[Extracted data entries]
%%

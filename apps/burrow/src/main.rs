use std::sync::Arc;

use anyhow::{Context, Result};
use clap::{Arg, Command};
use tokio::signal;
use tokio::sync::watch;
use tracing::{error, info};
use tracing_subscriber::EnvFilter;

use burrow::config;
use burrow::plugins::{auth::AuthPlugin, ipallow::IpAllowPlugin, stats::StatsPlugin, Pipeline};
use burrow::tunnel;

fn init_tracing() {
    let filter = EnvFilter::try_from_default_env().unwrap_or_else(|_| EnvFilter::new("info"));
    tracing_subscriber::fmt()
        .with_env_filter(filter)
        .with_target(false)
        .init();
}

#[tokio::main]
async fn main() {
    init_tracing();
    if let Err(err) = run().await {
        error!("{err:#}");
        std::process::exit(1);
    }
}

async fn run() -> Result<()> {
    let mut pipeline = Pipeline::new();
    pipeline.register_plugin(Box::new(StatsPlugin::new()));
    pipeline.register_plugin(Box::new(AuthPlugin::new()));
    pipeline.register_plugin(Box::new(IpAllowPlugin::new()));

    let command = Command::new("burrow")
        .about("Expose local ports on public burrow.dev subdomains")
        .arg(
            Arg::new("ports")
                .value_name("PORT")
                .num_args(1..)
                .required(true)
                .help("Local ports to expose"),
        );
    let matches = match pipeline.register_flags(command).try_get_matches() {
        Ok(matches) => matches,
        Err(err) => {
            let exit_code = if matches!(
                err.kind(),
                clap::error::ErrorKind::DisplayHelp | clap::error::ErrorKind::DisplayVersion
            ) {
                0
            } else {
                1
            };
            let _ = err.print();
            std::process::exit(exit_code);
        }
    };

    let mut ports: Vec<u16> = Vec::new();
    for raw in matches
        .get_many::<String>("ports")
        .expect("ports are required")
    {
        let port = raw
            .parse::<u16>()
            .with_context(|| format!("invalid port: {raw}"))?;
        ports.push(port);
    }

    pipeline.configure(&matches);
    pipeline.activate();

    let worker_url = config::worker_url();
    let client_id = config::client_id().context("failed to load client id")?;

    info!("registering ports...");
    let mapping = tunnel::register(&client_id, &ports, &worker_url, pipeline.worker_config())
        .await
        .context("failed to register ports")?;

    println!("\n--- Tunnel mappings ---");
    for (port, subdomain) in &mapping {
        println!(
            "http://localhost:{port}  ->  {}",
            public_url(&worker_url, subdomain)
        );
    }
    println!("-----------------------");

    let (shutdown_tx, shutdown_rx) = watch::channel(false);
    tokio::spawn(async move {
        wait_for_signal().await;
        info!("shutdown signal received");
        let _ = shutdown_tx.send(true);
    });

    let pipeline = Arc::new(pipeline);
    let mut tunnels = Vec::new();
    for (port, subdomain) in mapping {
        tunnels.push(tokio::spawn(tunnel::start_tunnel(
            subdomain,
            port,
            worker_url.clone(),
            pipeline.clone(),
            shutdown_rx.clone(),
        )));
    }
    for task in tunnels {
        let _ = task.await;
    }

    info!("all tunnels closed, goodbye");
    Ok(())
}

/// Public URL for one subdomain, derived from the edge base URL
/// (`https://tunnel.<zone>` becomes `https://<subdomain>.<zone>`).
fn public_url(worker_url: &str, subdomain: &str) -> String {
    let base = worker_url.trim_end_matches('/');
    if let Some((scheme, host)) = base.split_once("://") {
        if let Some(zone) = host.strip_prefix("tunnel.") {
            return format!("{scheme}://{subdomain}.{zone}");
        }
        return format!("{scheme}://{subdomain}.{host}");
    }
    format!("https://{subdomain}.{base}")
}

async fn wait_for_signal() {
    #[cfg(unix)]
    {
        use tokio::signal::unix::{signal as unix_signal, SignalKind};
        let mut sigterm = match unix_signal(SignalKind::terminate()) {
            Ok(stream) => stream,
            Err(_) => {
                let _ = signal::ctrl_c().await;
                return;
            }
        };
        tokio::select! {
            _ = signal::ctrl_c() => {}
            _ = sigterm.recv() => {}
        }
    }
    #[cfg(not(unix))]
    {
        let _ = signal::ctrl_c().await;
    }
}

%%

**Task details**
Copy every line of the entries in which "sigterm" can be found.

**Solution to the problem**
        let mut sigterm = match unix_signal(SignalKind::terminate()) {
            _ = sigterm.recv() => {}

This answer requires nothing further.